● What the exercise asks
Which lines of the records below contain the word "order"? Report each of them in full.

● Entries supplied
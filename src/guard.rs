//! Allow/deny pre-flight check on the page's hostname.

use url::Url;

#[derive(Debug, Clone, Copy, PartialEq, Eq)]
pub enum AccessDecision {
    Allowed,
    Denylisted,
    NotAllowlisted,
}

impl AccessDecision {
    pub fn is_allowed(&self) -> bool {
        matches!(self, AccessDecision::Allowed)
    }

    pub fn reason(&self) -> &'static str {
        match self {
            AccessDecision::Allowed => "Domain allowed",
            AccessDecision::Denylisted => "Domain is denylisted. Agent will not run.",
            AccessDecision::NotAllowlisted => "Domain not in allowlist. Agent will not run.",
        }
    }
}

/// `hostname` equals `entry` or is a subdomain of it (dot boundary).
fn matches_entry(hostname: &str, entry: &str) -> bool {
    let entry = entry.trim().trim_end_matches('.').to_ascii_lowercase();
    if entry.is_empty() {
        return false;
    }
    hostname == entry
        || hostname
            .strip_suffix(entry.as_str())
            .is_some_and(|prefix| prefix.ends_with('.'))
}

fn matches_any(hostname: &str, list: &[String]) -> bool {
    list.iter().any(|entry| matches_entry(hostname, entry))
}

pub fn evaluate(hostname: &str, allowlist: &[String], denylist: &[String]) -> AccessDecision {
    let hostname = hostname.trim().trim_end_matches('.').to_ascii_lowercase();
    if matches_any(&hostname, denylist) {
        return AccessDecision::Denylisted;
    }
    let restricted = allowlist.iter().any(|entry| !entry.trim().is_empty());
    if restricted && !matches_any(&hostname, allowlist) {
        return AccessDecision::NotAllowlisted;
    }
    AccessDecision::Allowed
}

/// Denylist wins; a non-empty allowlist must then match; an empty one
/// places no restriction.
pub fn check_access(hostname: &str, allowlist: &[String], denylist: &[String]) -> bool {
    evaluate(hostname, allowlist, denylist).is_allowed()
}

/// Host part of a page URL, empty for URLs without one (`about:blank`).
pub fn hostname_of(page_url: &str) -> String {
    Url::parse(page_url)
        .ok()
        .and_then(|url| url.host_str().map(str::to_string))
        .unwrap_or_default()
}
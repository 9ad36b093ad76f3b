use tracing::debug;

use crate::page::{NodeRef, Page, PageError, PathSegment, RawCandidate};
use crate::resolver::ElementMap;
use crate::types::{ElementDescriptor, PageSnapshot, VISIBLE_TEXT_MAX_CHARS};

/// Interactive-role query used to pick snapshot candidates.
pub const CANDIDATE_SELECTOR: &str =
    "a, button, input, textarea, select, [role=button], [contenteditable=true]";

/// Maximum number of levels (element included) in a diagnostic selector.
const SELECTOR_DEPTH: usize = 4;
const SELECTOR_CLASSES: usize = 2;

/// JavaScript injected into the page to describe every interactive candidate.
/// NON-DESTRUCTIVE apart from the `data-wca-eid` stamps it refreshes.
///
/// The script:
///   1. Clears stamps left by the previous capture.
///   2. Walks `CANDIDATE_SELECTOR` matches in document order, skipping the
///      agent's own overlay.
///   3. Stamps each candidate with `data-wca-eid="<generation>:<slot>"`.
///   4. Reports raw attributes, box, computed visibility and up to four
///      ancestor levels; filtering and normalization happen in Rust.
const CAPTURE_JS: &str = r#"
(generation, candidateSelector) => {
  document.querySelectorAll('[data-wca-eid]').forEach((el) => el.removeAttribute('data-wca-eid'));

  const path = (el) => {
    const out = [];
    let current = el;
    while (current && current.nodeType === 1 && out.length < 4) {
      const parent = current.parentElement;
      let sameTagCount = 1;
      let nthOfType = 1;
      if (parent) {
        const same = Array.from(parent.children).filter((c) => c.tagName === current.tagName);
        sameTagCount = same.length;
        nthOfType = same.indexOf(current) + 1;
      }
      out.push({
        tag: current.tagName.toLowerCase(),
        classes: Array.from(current.classList).slice(0, 2),
        sameTagCount,
        nthOfType
      });
      current = parent;
    }
    return out;
  };

  const candidates = [];
  let slot = 0;
  document.querySelectorAll(candidateSelector).forEach((el) => {
    if (el.closest('[data-wca-overlay]')) return;
    el.setAttribute('data-wca-eid', generation + ':' + slot);
    const rect = el.getBoundingClientRect();
    const style = window.getComputedStyle(el);
    candidates.push({
      slot,
      tag: el.tagName.toLowerCase(),
      domId: el.id || null,
      role: el.getAttribute('role'),
      text: el.innerText || el.textContent || '',
      placeholder: el.getAttribute('placeholder'),
      name: el.getAttribute('name'),
      type: el.getAttribute('type'),
      ariaLabel: el.getAttribute('aria-label'),
      disabled: !!el.disabled,
      rect: { top: rect.top, left: rect.left, width: rect.width, height: rect.height },
      display: style.display,
      visibility: style.visibility,
      path: path(el)
    });
    slot += 1;
  });

  return JSON.stringify({
    url: window.location.href,
    title: document.title,
    bodyText: document.body ? (document.body.innerText || '') : '',
    candidates
  });
}
"#;

/// Full expression evaluating `CAPTURE_JS` for one generation.
pub fn capture_script(generation: u64) -> String {
    let selector = serde_json::to_string(CANDIDATE_SELECTOR).unwrap_or_default();
    format!("({CAPTURE_JS})({generation}, {selector})")
}

/// Collapse whitespace runs to a single space and trim.
pub fn normalize_text(text: &str) -> String {
    text.split_whitespace().collect::<Vec<_>>().join(" ")
}

/// Keep at most `max` characters. Cuts on a char boundary, possibly mid-word.
pub fn truncate_chars(text: &str, max: usize) -> String {
    match text.char_indices().nth(max) {
        Some((cut, _)) => text[..cut].to_string(),
        None => text.to_string(),
    }
}

/// Rendered with a non-empty box and not hidden by computed style.
pub fn is_visible(candidate: &RawCandidate) -> bool {
    candidate.rect.has_area()
        && candidate.visibility != "hidden"
        && candidate.display != "none"
}

/// Port of CSSOM `CSS.escape` for identifiers and class names.
pub fn css_escape(ident: &str) -> String {
    let chars: Vec<char> = ident.chars().collect();
    let mut out = String::with_capacity(ident.len());
    for (i, &ch) in chars.iter().enumerate() {
        let code = ch as u32;
        if code == 0 {
            out.push('\u{FFFD}');
        } else if (0x01..=0x1f).contains(&code)
            || code == 0x7f
            || (i == 0 && ch.is_ascii_digit())
            || (i == 1 && ch.is_ascii_digit() && chars[0] == '-')
        {
            out.push_str(&format!("\\{code:x} "));
        } else if i == 0 && chars.len() == 1 && ch == '-' {
            out.push_str("\\-");
        } else if code >= 0x80 || ch == '-' || ch == '_' || ch.is_ascii_alphanumeric() {
            out.push(ch);
        } else {
            out.push('\\');
            out.push(ch);
        }
    }
    out
}

/// Best-effort selector for notes and diagnostics. Never used for lookup.
pub fn generate_selector(dom_id: Option<&str>, path: &[PathSegment]) -> String {
    if let Some(id) = dom_id.filter(|id| !id.is_empty()) {
        return format!("#{}", css_escape(id));
    }

    let mut parts: Vec<String> = path
        .iter()
        .take(SELECTOR_DEPTH)
        .map(|segment| {
            let mut part = segment.tag.clone();
            let classes: Vec<String> = segment
                .classes
                .iter()
                .filter(|class| !class.is_empty())
                .take(SELECTOR_CLASSES)
                .map(|class| css_escape(class))
                .collect();
            if !classes.is_empty() {
                part.push('.');
                part.push_str(&classes.join("."));
            }
            if segment.same_tag_count > 1 {
                part.push_str(&format!(":nth-of-type({})", segment.nth_of_type));
            }
            part
        })
        .collect();
    parts.reverse();
    parts.join(" > ")
}

fn non_empty(value: &Option<String>) -> Option<String> {
    value.clone().filter(|v| !v.is_empty())
}

fn describe(id: String, candidate: &RawCandidate) -> ElementDescriptor {
    ElementDescriptor {
        id,
        tag: candidate.tag.to_lowercase(),
        role: non_empty(&candidate.role),
        text: normalize_text(&candidate.text),
        placeholder: non_empty(&candidate.placeholder),
        name: non_empty(&candidate.name),
        input_type: non_empty(&candidate.input_type),
        aria_label: non_empty(&candidate.aria_label),
        css_selector: generate_selector(candidate.dom_id.as_deref(), &candidate.path),
        bounding_rect: candidate.rect,
        is_visible: true,
        is_enabled: !candidate.disabled,
    }
}

/// Capture the page and rebuild `map` from it.
///
/// The map is cleared before the capture is requested, so on error it is
/// left empty rather than pointing at the previous document.
pub async fn build_snapshot<P>(page: &P, map: &mut ElementMap) -> Result<PageSnapshot, PageError>
where
    P: Page + ?Sized,
{
    let generation = map.begin();
    let raw = page.capture(generation).await?;

    let mut elements = Vec::new();
    for candidate in raw.candidates.iter().filter(|c| is_visible(c)) {
        let descriptor = describe(map.next_id(), candidate);
        let node = NodeRef { generation, slot: candidate.slot };
        if map.insert(node, descriptor.clone()) {
            elements.push(descriptor);
        }
    }

    debug!(
        generation,
        candidates = raw.candidates.len(),
        kept = elements.len(),
        "Snapshot captured"
    );

    Ok(PageSnapshot {
        url: raw.url,
        title: raw.title,
        visible_text: truncate_chars(&normalize_text(&raw.body_text), VISIBLE_TEXT_MAX_CHARS),
        elements,
    })
}
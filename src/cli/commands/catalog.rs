//! Catalog command handler

use tuition_pathways::core::catalog::CourseCatalog;
use tuition_pathways::core::models::{Course, Pillar};

/// Print pillars with their tracks and courses, optionally for one pillar
pub fn run(catalog: &CourseCatalog, only_pillar: Option<&str>) -> Result<(), String> {
    let pillars: Vec<&Pillar> = match only_pillar {
        Some(id) => vec![catalog
            .pillar(id)
            .ok_or_else(|| format!("✗ Unknown pillar '{id}'"))?],
        None => catalog.pillars().iter().collect(),
    };

    for pillar in pillars {
        println!("\n=== {} ({}) ===", pillar.name, pillar.id);
        if !pillar.description.is_empty() {
            println!("{}", pillar.description);
        }

        println!("\nTracks:");
        for track in catalog.tracks_for_pillar(&pillar.id) {
            println!("  {:<22} {}", track.id, track.name);
        }

        println!("\nCourses:");
        for course in catalog.courses_in_pillar(&pillar.id) {
            print_course(course);
        }
    }

    if only_pillar.is_none() {
        println!("\nSuggested starting order:");
        for id in catalog.recommended_ids() {
            if let Some(course) = catalog.course(id) {
                println!("  {} - {}", course.id, course.title);
            }
        }
    }
    Ok(())
}

fn print_course(course: &Course) {
    let stages: Vec<String> = course
        .certificates
        .iter()
        .map(|stage| format!("S{}", stage.number()))
        .collect();
    let cross = if course.is_cross_pillar() { " *" } else { "" };
    println!(
        "  {:<8} {:<44} {:>4.1} cr  {:<12} {}{cross}",
        course.id,
        course.title,
        course.credits,
        course.level.to_string(),
        stages.join("/")
    );
}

● Result of this exercise
///   2. Walks `CANDIDATE_SELECTOR` matches in document order, skipping the
        println!("\nSuggested starting order:");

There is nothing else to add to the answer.